Jesus is clear that his mission is first of all to the "...lost sheep of the house of Israel". The lapsed
and neglected Jews of Roman Palestine were the first recipients of his message. It is to their towns and hamlets which Jesus and his disciples first traveled with the message of God's closeness and the presence of his Kingdom. The Gospels don't draw the line there. Jesus' parables hint warmly of an expanded and much more inclusive Mission - one which will ultimately include the Gentile tribes and nations from which most of our families spring. The starting point, however, seemed much narrower. The lost sheep got the first crack at Jesus and his disciples.

"Me too - I want in", says a Syrophoenician woman to Jesus in this Sunday's Gospel reading. "Surely there's enough leftover grace - crumbs even -  for my daughter and myself. We want to have some of it too."
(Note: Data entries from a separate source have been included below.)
//! Append-only JSONL record log.
//!
//! The log is the source of truth: one complete JSON snapshot per line, in
//! write order. Nothing ever rewrites it except an explicit [`RecordLog::compact`].

use crate::atomic::write_atomic;
use crate::error::Result;
use serde::de::DeserializeOwned;
use serde::Serialize;
use std::collections::HashMap;
use std::fs::{self, File, OpenOptions};
use std::io::{ErrorKind, Read, Seek, SeekFrom, Write};
use std::path::{Path, PathBuf};
use tracing::{debug, warn};

/// A record that can live in a [`RecordLog`] and be folded into an index.
pub trait LogRecord: Serialize + DeserializeOwned + Clone {
    /// Identity key; the latest snapshot per key wins on replay.
    fn record_id(&self) -> &str;

    /// Optional grouping key maintained by the index (`by_repo` on disk).
    fn partition(&self) -> Option<&str> {
        None
    }
}

/// Result of reading a log from the beginning.
#[derive(Debug)]
pub struct Replay<R> {
    /// Every parseable snapshot, oldest first.
    pub records: Vec<R>,
    /// 1-based numbers of lines that failed to parse.
    pub corrupt_lines: Vec<usize>,
    /// Number of non-blank lines seen.
    pub total_lines: usize,
    /// Size of the log as read; an index built from this replay reflects it.
    pub bytes_read: u64,
}

impl<R: LogRecord> Replay<R> {
    /// Folds the replay to the latest snapshot per id, in order of first appearance.
    pub fn latest(&self) -> Vec<R> {
        latest_snapshots(self.records.iter().cloned())
    }
}

/// Report from a compaction, dry run or applied.
#[derive(Debug, Clone, Default, PartialEq, Eq, serde::Serialize)]
pub struct CompactReport {
    /// Non-blank lines in the log before compaction.
    pub original_lines: usize,
    /// Distinct record ids.
    pub unique_records: usize,
    /// Lines a compaction drops (superseded snapshots plus corrupt lines).
    pub lines_removed: usize,
    /// Corrupt lines among `original_lines`.
    pub corrupt_lines: usize,
    /// True if the log file was rewritten.
    pub applied: bool,
}

/// Keeps the last snapshot for each id, ordered by the id's first appearance.
pub fn latest_snapshots<R: LogRecord>(records: impl IntoIterator<Item = R>) -> Vec<R> {
    let mut position: HashMap<String, usize> = HashMap::new();
    let mut latest: Vec<R> = Vec::new();

    for record in records {
        match position.get(record.record_id()) {
            Some(&slot) => latest[slot] = record,
            None => {
                position.insert(record.record_id().to_string(), latest.len());
                latest.push(record);
            }
        }
    }

    latest
}

/// Handle on an append-only JSONL file.
#[derive(Debug, Clone)]
pub struct RecordLog {
    path: PathBuf,
}

impl RecordLog {
    /// Creates a handle; the file is created on first append.
    pub fn new(path: impl AsRef<Path>) -> Self {
        Self {
            path: path.as_ref().to_path_buf(),
        }
    }

    /// Path of the log file.
    pub fn path(&self) -> &Path {
        &self.path
    }

    /// Current size in bytes, 0 if the file does not exist yet.
    pub fn len_bytes(&self) -> Result<u64> {
        match fs::metadata(&self.path) {
            Ok(meta) => Ok(meta.len()),
            Err(e) if e.kind() == ErrorKind::NotFound => Ok(0),
            Err(e) => Err(e.into()),
        }
    }

    /// Appends one snapshot as a single line and returns the new log size.
    ///
    /// If a previous writer died mid-line, a line break is written first so the
    /// torn fragment stays isolated and this record remains parseable.
    ///
    /// # Errors
    ///
    /// Any I/O failure. Callers must treat this as fatal.
    pub fn append<R: LogRecord>(&self, record: &R) -> Result<u64> {
        let mut line = serde_json::to_vec(record)?;
        line.push(b'\n');

        let mut file = OpenOptions::new()
            .create(true)
            .read(true)
            .append(true)
            .open(&self.path)?;

        if ends_mid_line(&mut file)? {
            warn!(path = %self.path.display(), "log ends with a partial line; isolating it");
            line.insert(0, b'\n');
        }

        file.write_all(&line)?;
        file.sync_data()?;

        Ok(file.metadata()?.len())
    }

    /// Reads every snapshot from the beginning of the log.
    ///
    /// Unparseable lines, and lines that parse but carry an empty id, are
    /// skipped and reported, never fatal. A missing file replays as empty.
    pub fn replay<R: LogRecord>(&self) -> Result<Replay<R>> {
        let bytes = match fs::read(&self.path) {
            Ok(bytes) => bytes,
            Err(e) if e.kind() == ErrorKind::NotFound => Vec::new(),
            Err(e) => return Err(e.into()),
        };

        let mut replay = Replay {
            records: Vec::new(),
            corrupt_lines: Vec::new(),
            total_lines: 0,
            bytes_read: bytes.len() as u64,
        };

        for (idx, raw) in bytes.split(|b| *b == b'\n').enumerate() {
            if raw.iter().all(|b| b.is_ascii_whitespace()) {
                continue;
            }
            replay.total_lines += 1;

            match serde_json::from_slice::<R>(raw) {
                Ok(record) if !record.record_id().is_empty() => replay.records.push(record),
                Ok(_) => {
                    warn!(
                        path = %self.path.display(),
                        line = idx + 1,
                        "skipping log line without a record id"
                    );
                    replay.corrupt_lines.push(idx + 1);
                }
                Err(e) => {
                    warn!(
                        path = %self.path.display(),
                        line = idx + 1,
                        error = %e,
                        "skipping corrupt log line"
                    );
                    replay.corrupt_lines.push(idx + 1);
                }
            }
        }

        debug!(
            path = %self.path.display(),
            records = replay.records.len(),
            corrupt = replay.corrupt_lines.len(),
            "replayed log"
        );

        Ok(replay)
    }

    /// Reduces the log to the latest snapshot per id.
    ///
    /// With `apply == false` this only reports. With `apply == true` the file
    /// is replaced atomically, and only if something would be removed.
    pub fn compact<R: LogRecord>(&self, apply: bool) -> Result<CompactReport> {
        let replay = self.replay::<R>()?;
        let latest = replay.latest();

        let mut report = CompactReport {
            original_lines: replay.total_lines,
            unique_records: latest.len(),
            lines_removed: replay.total_lines - latest.len(),
            corrupt_lines: replay.corrupt_lines.len(),
            applied: false,
        };

        if apply && report.lines_removed > 0 {
            let mut contents = Vec::new();
            for record in &latest {
                contents.extend(serde_json::to_vec(record)?);
                contents.push(b'\n');
            }
            write_atomic(&self.path, &contents)?;
            report.applied = true;
            debug!(
                path = %self.path.display(),
                removed = report.lines_removed,
                "compacted log"
            );
        }

        Ok(report)
    }
}

fn ends_mid_line(file: &mut File) -> Result<bool> {
    let len = file.metadata()?.len();
    if len == 0 {
        return Ok(false);
    }
    file.seek(SeekFrom::Start(len - 1))?;
    let mut last = [0u8; 1];
    file.read_exact(&mut last)?;
    Ok(last[0] != b'\n')
}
And so this unnamed Canaanite woman joins a collection of characters in the New Testament - gutsy and opportunistic - who, by hook or by crook, present themselves at the head of the queue - who yell out or push or squeeze their way into the light and are rewarded rather than rebuffed. Their expression of need is raw and strong and honest.  They will do what it takes to present themselves before the source of their wholeness - their healing - their restoration.   Some of them are real people who Jesus encountered in the course of his ministry. He praises their aggressive approach as an example of great faith. Others are characters in his parables - admirable characters who we are to emulate.. The woman in this week's reading joins with the persistent widow (Lk 18:1-8), Zaccheus in his tree (Lk 19:1-10), the unrighteous steward (Lk 16:1-13), blind Bartimaeus by the side of the road (Mk 10:46-52) as well as the anonymous woman with her jar of ointment who crashed a dinner party Jesus was attending (Lk 7:36-50). 

They demonstrate, for our benefit, the power of sheer bloody-mindedness.

Do you want in? You might want to reset your compass. Accepting one's lot in life, putting on a pleasant face in the midst of terrible troubles, keeping one's problems to one's self, waiting to be invited rather than just showing up - these are polite manners of life for people in gated communities or people in cold northern climes who distrust their neighbors - Viking etiquette maybe but no Kingdom virtue. Jesus, on the other hand, tells us to ask in order that we may receive. He says that for the door to be opened to us we first need to knock

 He doesn't even seem particularly dismayed by the thought of our doing so with a very large stone.